Chile: un resultado mestizo
Gonzalo Rojas
¿Existía Chile antes de la llegada de los españoles?
No, por supuesto que no.
El territorio estaba disponible para que se configurara su unidad por encima de su riquísima diversidad, pero los variados pueblos que lo habitaban en pequeños números y de modo completamente disperso, no tenían entre sí vínculos que permitieran imaginar un futuro nacional. Ni siquiera entre los muy diversos habitantes de Arauco había propósitos comunes.
¿Puede entonces afirmarse que fue la llegada de los españoles la que dio origen a una nueva realidad superadora de todas las anteriores?
Sí, por supuesto que sí.
Recorriendo el territorio de norte a sur, imprimiendo organización mediante el derecho y la fundación de ciudades y fuertes, incorporando a la fe católica a sus muy variados habitantes, y cruzando su sangre con las savias indígenas, los españoles -con sus méritos y sus vicios- comenzaron a forjar este auténtico ‘producto nuevo’, Chile. Una realidad mestiza, indiana, algo barroca, nueva, única.

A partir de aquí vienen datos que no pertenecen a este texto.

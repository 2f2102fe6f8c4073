use binrw::binrw;

use super::header::PackageHeader;

/// One resource entry of a package index.
#[derive(Debug, Clone, Copy, PartialEq, Eq, Hash)]
pub struct TgiRecord {
    pub type_id: u32,
    pub group_id: u32,
    pub instance_id: u32,
    pub instance_hi: Option<u32>, // 2.x archives carry 64-bit instances
    pub offset: u64,
    pub size: u32,
}

impl TgiRecord {
    pub fn new(type_id: u32, group_id: u32, instance_id: u32) -> Self {
        Self { type_id, group_id, instance_id, instance_hi: None, offset: 0, size: 0 }
    }

    /// Full instance ID, combining the high word when present.
    pub fn instance(&self) -> u64 {
        ((self.instance_hi.unwrap_or(0) as u64) << 32) | self.instance_id as u64
    }
}

/// Entry encoding used by an index table.
#[derive(Debug, Clone, Copy, PartialEq, Eq)]
pub enum IndexLayout {
    /// DBPF 1.0 / index 7.0-7.1: type, group, instance, offset, size.
    Classic,
    /// DBPF 1.1 / index 7.2: a reserved word after the instance is skipped.
    Extended,
    /// DBPF 2.x: flags word with optional constant fields, 32-byte entries.
    Flagged,
}

impl IndexLayout {
    pub fn detect(header: &PackageHeader) -> Option<Self> {
        match (header.major, header.index_major, header.index_minor) {
            (1, 7, 0 | 1) => Some(IndexLayout::Classic),
            (1, 7, 2) => Some(IndexLayout::Extended),
            (2, _, _) => Some(IndexLayout::Flagged),
            _ => None,
        }
    }

    /// Bytes per entry for the fixed layouts.
    pub fn entry_size(&self) -> Option<u64> {
        match self {
            IndexLayout::Classic => Some(20),
            IndexLayout::Extended => Some(24),
            IndexLayout::Flagged => None,
        }
    }
}

#[binrw]
#[derive(Debug, Clone, Copy)]
#[br(little)]
#[bw(little)]
pub struct ClassicEntry {
    pub type_id: u32,
    pub group_id: u32,
    pub instance_id: u32,
    pub offset: u32,
    pub size: u32,
}

#[binrw]
#[derive(Debug, Clone, Copy)]
#[br(little)]
#[bw(little)]
pub struct ExtendedEntry {
    pub type_id: u32,
    pub group_id: u32,
    #[brw(pad_after = 4)]
    pub instance_id: u32,
    pub offset: u32,
    pub size: u32,
}

impl From<ClassicEntry> for TgiRecord {
    fn from(e: ClassicEntry) -> Self {
        TgiRecord {
            type_id: e.type_id,
            group_id: e.group_id,
            instance_id: e.instance_id,
            instance_hi: None,
            offset: e.offset as u64,
            size: e.size,
        }
    }
}

impl From<ExtendedEntry> for TgiRecord {
    fn from(e: ExtendedEntry) -> Self {
        TgiRecord {
            type_id: e.type_id,
            group_id: e.group_id,
            instance_id: e.instance_id,
            instance_hi: None,
            offset: e.offset as u64,
            size: e.size,
        }
    }
}

/// Constant-field bits of a 2.x index flags word.
pub mod flags {
    pub const CONSTANT_TYPE: u32 = 0x01;
    pub const CONSTANT_GROUP: u32 = 0x02;
    pub const CONSTANT_INSTANCE_HI: u32 = 0x04;
}

/// Expected byte length of a 2.x index with `count` entries.
pub fn flagged_index_size(index_flags: u32, count: u32) -> u64 {
    let constants = (index_flags & 0x07).count_ones() as u64;
    4 + constants * 4 + count as u64 * (32 - constants * 4)
}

Quien niegue a los españoles el carácter de pueblo originario de Chile tiene que explicar entonces el auténtico origen de Chile; y ciertamente, para hacerlo, no podrá apoyarse solo en las variadas etnias preexistentes, hoy además, en su inmensa mayoría, mestizas, chilenas.
¿Existía Chile antes del 18 de septiembre de 1810?
Sí, por supuesto que sí. Ya desde comienzos del siglo XVII los documentos permiten concluir que los nacidos en estos territorios -y también algunos peninsulares que fueron llegando progresivamente a afincarse en ellos- consideraban el Finis Terrae como algo distinto, específico y ¡propio!
Eso explica el inicio del proceso emancipatorio, eso fundamenta la necesidad del autogobierno y, a corto plazo, de la independencia. Chile es ya a comienzos del siglo XIX una realidad plenamente configurada en su mestizaje basal y en su autoconciencia de identidad propia.
Pero, ¿es aquél el mismo Chile que vivimos hoy?
Sustancialmente sí, porque ya había sido engendrado por la fusión de sangres y culturas desde mediados del siglo XVI, ya tenía alma propia. Pero accidentalmente no, porque cada uno de los nuevos pueblos que han ido integrándose a la sociedad ya en marcha, fueron entregando de su propia sangre europea, americana, africana o asiática, los nuevos aportes que han matizado y enriquecido nuestro ser nacional.
Africanos, británicos, alemanes, croatas, palestinos, libaneses, italianos, nuevos flujos de españoles, judíos, argentinos, peruanos, colombianos, venezolanos y haitianos -y tantos otros, quizás en cantidades menores- han construido junto al mestizaje anterior nuevos vínculos que dan riqueza y grandeza a la patria.
¿Cómo podría no considerárseles a ellos pueblos originarios también? Qué tremenda injusticia sería excluirlos de las muy variadas vetas raciales que han configurado lo chileno.
Ya está bien de sofismas y de racismos.
Chile es el resultado, en plena mutación, de todos los que han puesto aquí su sangre y sus culturas. Ninguno de esos pueblos debe ser excluido del carácter originario de su aportación a este país que nos debe incluir a todos y abrirse siempre generosamente como asilo contra la opresión.
Reservar el título de pueblo originario sólo para quienes habitaban este territorio antes de que fuera Chile, es o velado racismo o simple ignorancia histórica.